PROBLEM DESCRIPTION
Transcribe the full listing, keeping every word as it stands.

INFORMATION
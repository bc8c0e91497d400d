//! connected-quest CLI
//!
//! Play the digital-safety quiz in the terminal, inspect level packs,
//! or validate a custom pack before handing it to a class.

use std::path::PathBuf;
use std::process::ExitCode;

use clap::{Parser, Subcommand};

use connected_quest::content::{builtin_levels, load_pack, validate_levels};
use connected_quest::engine::Session;
use connected_quest::report::{OutputFormat, format_catalog};
use connected_quest::tui;

#[derive(Parser)]
#[command(name = "connected-quest")]
#[command(about = "Terminal quiz game teaching digital-safety skills")]
#[command(version)]
struct Cli {
    #[command(subcommand)]
    command: Commands,
}

#[derive(Subcommand)]
enum Commands {
    /// Play the quiz (default levels or a custom pack)
    Play {
        /// JSON level pack to play instead of the built-in levels
        #[arg(long)]
        pack: Option<PathBuf>,
    },

    /// Print the answer-key catalog of a level pack (teacher-facing)
    Levels {
        /// JSON level pack to describe (default: built-in levels)
        #[arg(long)]
        pack: Option<PathBuf>,

        /// Output format
        #[arg(long, value_enum, default_value = "human")]
        format: OutputFormatArg,
    },

    /// Validate a custom level pack
    Check {
        /// JSON level pack to check
        pack: PathBuf,
    },
}

#[derive(Clone, Copy, clap::ValueEnum)]
enum OutputFormatArg {
    Human,
    Json,
}

impl From<OutputFormatArg> for OutputFormat {
    fn from(arg: OutputFormatArg) -> Self {
        match arg {
            OutputFormatArg::Human => OutputFormat::Human,
            OutputFormatArg::Json => OutputFormat::Json,
        }
    }
}

fn main() -> ExitCode {
    let cli = Cli::parse();

    let result = match cli.command {
        Commands::Play { pack } => cmd_play(pack),
        Commands::Levels { pack, format } => cmd_levels(pack, format.into()),
        Commands::Check { pack } => cmd_check(pack),
    };

    match result {
        Ok(()) => ExitCode::SUCCESS,
        Err(e) => {
            eprintln!("Error: {}", e);
            ExitCode::FAILURE
        }
    }
}

// ============================================================================
// PACK RESOLUTION
// ============================================================================

/// Load and validate the requested pack, or fall back to the built-in
/// levels (which are validated in tests, not on every launch).
fn resolve_levels(pack: Option<PathBuf>) -> Result<Vec<connected_quest::content::Level>, String> {
    match pack {
        None => Ok(builtin_levels()),
        Some(path) => {
            let levels = load_pack(&path)
                .map_err(|e| format!("could not load {}: {}", path.display(), e))?;
            validate_levels(&levels).map_err(|e| format!("invalid pack {}: {}", path.display(), e))?;
            Ok(levels)
        }
    }
}

// ============================================================================
// COMMAND HANDLERS
// ============================================================================

fn cmd_play(pack: Option<PathBuf>) -> Result<(), String> {
    let levels = resolve_levels(pack)?;
    let session = Session::new(levels);
    tui::run::run(session).map_err(|e| e.to_string())
}

fn cmd_levels(pack: Option<PathBuf>, format: OutputFormat) -> Result<(), String> {
    let levels = resolve_levels(pack)?;
    print!("{}", format_catalog(&levels, format));
    Ok(())
}

fn cmd_check(pack: PathBuf) -> Result<(), String> {
    let levels =
        load_pack(&pack).map_err(|e| format!("could not load {}: {}", pack.display(), e))?;
    validate_levels(&levels).map_err(|e| format!("invalid pack {}: {}", pack.display(), e))?;

    let items: usize = levels.iter().map(|l| l.items.len()).sum();
    println!(
        "OK: {} level{}, {} items",
        levels.len(),
        if levels.len() == 1 { "" } else { "s" },
        items
    );
    Ok(())
}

WRITTEN ANSWER
repository bc8c0e91497d400d
//! connected-quest CLI
//!
//! Play the digital-safety quiz in the terminal, inspect level packs,
//! or validate a custom pack before handing it to a class.

use std::path::PathBuf;
use std::process::ExitCode;

use clap::{Parser, Subcommand};

use connected_quest::content::{builtin_levels, load_pack, validate_levels};
use connected_quest::engine::Session;
use connected_quest::report::{OutputFormat, format_catalog};
use connected_quest::tui;

#[derive(Parser)]
#[command(name = "connected-quest")]
#[command(about = "Terminal quiz game teaching digital-safety skills")]
#[command(version)]
struct Cli {
    #[command(subcommand)]
    command: Commands,
}

#[derive(Subcommand)]
enum Commands {
    /// Play the quiz (default levels or a custom pack)
    Play {
        /// JSON level pack to play instead of the built-in levels
        #[arg(long)]
        pack: Option<PathBuf>,
    },

    /// Print the answer-key catalog of a level pack (teacher-facing)
    Levels {
        /// JSON level pack to describe (default: built-in levels)
        #[arg(long)]
        pack: Option<PathBuf>,

        /// Output format
        #[arg(long, value_enum, default_value = "human")]
        format: OutputFormatArg,
    },

    /// Validate a custom level pack
    Check {
        /// JSON level pack to check
        pack: PathBuf,
    },
}

#[derive(Clone, Copy, clap::ValueEnum)]
enum OutputFormatArg {
    Human,
    Json,
}

impl From<OutputFormatArg> for OutputFormat {
    fn from(arg: OutputFormatArg) -> Self {
        match arg {
            OutputFormatArg::Human => OutputFormat::Human,
            OutputFormatArg::Json => OutputFormat::Json,
        }
    }
}

fn main() -> ExitCode {
    let cli = Cli::parse();

    let result = match cli.command {
        Commands::Play { pack } => cmd_play(pack),
        Commands::Levels { pack, format } => cmd_levels(pack, format.into()),
        Commands::Check { pack } => cmd_check(pack),
    };

    match result {
        Ok(()) => ExitCode::SUCCESS,
        Err(e) => {
            eprintln!("Error: {}", e);
            ExitCode::FAILURE
        }
    }
}

// ============================================================================
// PACK RESOLUTION
// ============================================================================

/// Load and validate the requested pack, or fall back to the built-in
/// levels (which are validated in tests, not on every launch).
fn resolve_levels(pack: Option<PathBuf>) -> Result<Vec<connected_quest::content::Level>, String> {
    match pack {
        None => Ok(builtin_levels()),
        Some(path) => {
            let levels = load_pack(&path)
                .map_err(|e| format!("could not load {}: {}", path.display(), e))?;
            validate_levels(&levels).map_err(|e| format!("invalid pack {}: {}", path.display(), e))?;
            Ok(levels)
        }
    }
}

// ============================================================================
// COMMAND HANDLERS
// ============================================================================

fn cmd_play(pack: Option<PathBuf>) -> Result<(), String> {
    let levels = resolve_levels(pack)?;
    let session = Session::new(levels);
    tui::run::run(session).map_err(|e| e.to_string())
}

fn cmd_levels(pack: Option<PathBuf>, format: OutputFormat) -> Result<(), String> {
    let levels = resolve_levels(pack)?;
    print!("{}", format_catalog(&levels, format));
    Ok(())
}

fn cmd_check(pack: PathBuf) -> Result<(), String> {
    let levels =
        load_pack(&pack).map_err(|e| format!("could not load {}: {}", pack.display(), e))?;
    validate_levels(&levels).map_err(|e| format!("invalid pack {}: {}", pack.display(), e))?;

    let items: usize = levels.iter().map(|l| l.items.len()).sum();
    println!(
        "OK: {} level{}, {} items",
        levels.len(),
        if levels.len() == 1 { "" } else { "s" },
        items
    );
    Ok(())
}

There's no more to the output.